Dataset entries
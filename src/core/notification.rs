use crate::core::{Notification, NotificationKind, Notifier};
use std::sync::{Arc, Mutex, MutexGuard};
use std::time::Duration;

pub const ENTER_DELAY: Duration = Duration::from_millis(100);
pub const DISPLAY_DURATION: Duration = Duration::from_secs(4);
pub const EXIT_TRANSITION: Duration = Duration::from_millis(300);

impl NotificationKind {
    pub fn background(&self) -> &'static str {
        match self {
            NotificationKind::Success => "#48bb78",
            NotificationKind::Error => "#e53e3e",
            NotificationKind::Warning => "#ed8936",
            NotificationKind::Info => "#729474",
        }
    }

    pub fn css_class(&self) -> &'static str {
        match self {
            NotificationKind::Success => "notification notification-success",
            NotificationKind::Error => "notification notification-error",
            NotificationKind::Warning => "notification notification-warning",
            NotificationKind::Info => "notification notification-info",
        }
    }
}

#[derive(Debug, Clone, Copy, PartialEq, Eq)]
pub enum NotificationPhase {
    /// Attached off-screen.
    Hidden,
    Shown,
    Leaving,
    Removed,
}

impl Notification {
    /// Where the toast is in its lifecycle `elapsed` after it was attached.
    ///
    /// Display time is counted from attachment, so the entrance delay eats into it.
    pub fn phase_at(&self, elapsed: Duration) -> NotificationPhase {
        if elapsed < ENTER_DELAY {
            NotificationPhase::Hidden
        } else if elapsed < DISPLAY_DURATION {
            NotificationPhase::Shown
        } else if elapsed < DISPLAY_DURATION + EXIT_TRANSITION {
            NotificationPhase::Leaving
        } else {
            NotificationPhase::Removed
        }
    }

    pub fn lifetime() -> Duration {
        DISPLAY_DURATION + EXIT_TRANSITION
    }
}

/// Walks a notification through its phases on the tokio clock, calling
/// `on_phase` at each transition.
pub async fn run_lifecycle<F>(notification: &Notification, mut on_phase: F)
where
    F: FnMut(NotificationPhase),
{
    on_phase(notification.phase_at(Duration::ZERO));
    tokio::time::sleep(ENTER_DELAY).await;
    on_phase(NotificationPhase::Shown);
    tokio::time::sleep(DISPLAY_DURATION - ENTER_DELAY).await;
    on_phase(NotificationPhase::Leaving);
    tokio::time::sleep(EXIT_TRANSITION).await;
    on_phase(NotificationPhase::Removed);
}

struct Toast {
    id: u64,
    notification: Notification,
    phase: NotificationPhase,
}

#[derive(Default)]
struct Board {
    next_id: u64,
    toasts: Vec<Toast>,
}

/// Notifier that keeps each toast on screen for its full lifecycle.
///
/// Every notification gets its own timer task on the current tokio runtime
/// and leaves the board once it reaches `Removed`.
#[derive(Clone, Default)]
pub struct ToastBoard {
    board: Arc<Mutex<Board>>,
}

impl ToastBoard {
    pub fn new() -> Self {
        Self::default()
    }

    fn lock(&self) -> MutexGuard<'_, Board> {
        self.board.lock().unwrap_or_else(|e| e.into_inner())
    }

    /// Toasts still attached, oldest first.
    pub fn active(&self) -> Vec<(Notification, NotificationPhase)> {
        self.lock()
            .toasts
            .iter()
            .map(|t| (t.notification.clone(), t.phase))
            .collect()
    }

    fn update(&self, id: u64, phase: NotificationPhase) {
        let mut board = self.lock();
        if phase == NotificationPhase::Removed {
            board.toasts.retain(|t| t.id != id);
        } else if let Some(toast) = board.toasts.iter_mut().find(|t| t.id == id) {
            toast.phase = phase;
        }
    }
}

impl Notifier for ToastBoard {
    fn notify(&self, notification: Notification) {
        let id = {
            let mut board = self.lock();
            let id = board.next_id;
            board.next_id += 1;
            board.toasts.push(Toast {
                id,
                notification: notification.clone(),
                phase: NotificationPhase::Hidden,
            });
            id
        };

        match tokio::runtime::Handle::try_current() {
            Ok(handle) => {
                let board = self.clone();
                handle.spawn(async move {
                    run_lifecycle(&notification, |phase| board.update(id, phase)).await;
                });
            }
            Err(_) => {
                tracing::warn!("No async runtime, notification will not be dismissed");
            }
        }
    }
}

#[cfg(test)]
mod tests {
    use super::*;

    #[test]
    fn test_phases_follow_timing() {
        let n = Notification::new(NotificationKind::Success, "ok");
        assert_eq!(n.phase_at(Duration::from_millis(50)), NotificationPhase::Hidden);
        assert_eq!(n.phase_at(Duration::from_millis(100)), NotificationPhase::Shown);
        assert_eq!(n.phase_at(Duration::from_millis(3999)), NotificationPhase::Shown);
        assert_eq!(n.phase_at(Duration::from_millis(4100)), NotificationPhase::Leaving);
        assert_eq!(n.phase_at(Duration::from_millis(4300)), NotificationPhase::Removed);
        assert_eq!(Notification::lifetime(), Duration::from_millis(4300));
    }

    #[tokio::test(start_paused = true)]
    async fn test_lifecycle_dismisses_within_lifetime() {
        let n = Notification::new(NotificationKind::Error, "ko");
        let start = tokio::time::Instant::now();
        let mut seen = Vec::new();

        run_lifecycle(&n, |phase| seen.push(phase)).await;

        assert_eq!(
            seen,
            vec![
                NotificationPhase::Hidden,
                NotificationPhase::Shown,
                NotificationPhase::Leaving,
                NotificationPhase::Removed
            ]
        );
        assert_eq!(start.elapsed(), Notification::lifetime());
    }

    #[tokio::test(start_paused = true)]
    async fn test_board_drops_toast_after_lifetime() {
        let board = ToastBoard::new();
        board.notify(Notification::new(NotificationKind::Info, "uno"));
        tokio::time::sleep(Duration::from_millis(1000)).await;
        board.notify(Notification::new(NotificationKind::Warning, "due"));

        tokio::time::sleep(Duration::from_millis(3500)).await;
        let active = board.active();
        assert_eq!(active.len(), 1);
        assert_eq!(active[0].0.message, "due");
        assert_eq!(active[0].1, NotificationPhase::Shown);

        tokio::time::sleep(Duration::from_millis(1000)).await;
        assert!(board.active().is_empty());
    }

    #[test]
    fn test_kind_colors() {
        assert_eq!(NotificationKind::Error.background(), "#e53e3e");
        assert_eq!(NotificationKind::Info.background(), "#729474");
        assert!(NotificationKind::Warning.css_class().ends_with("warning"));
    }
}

AIM OF THE EXERCISE
Above are the records. Print exactly, and only, the lines from the line with "at each transition." to the line with "tokio::time::sleep(ENTER_DELAY).await;", both inclusive.

RESULT
/// `on_phase` at each transition.
pub async fn run_lifecycle<F>(notification: &Notification, mut on_phase: F)
where
    F: FnMut(NotificationPhase),
{
    on_phase(notification.phase_at(Duration::ZERO));
    tokio::time::sleep(ENTER_DELAY).await;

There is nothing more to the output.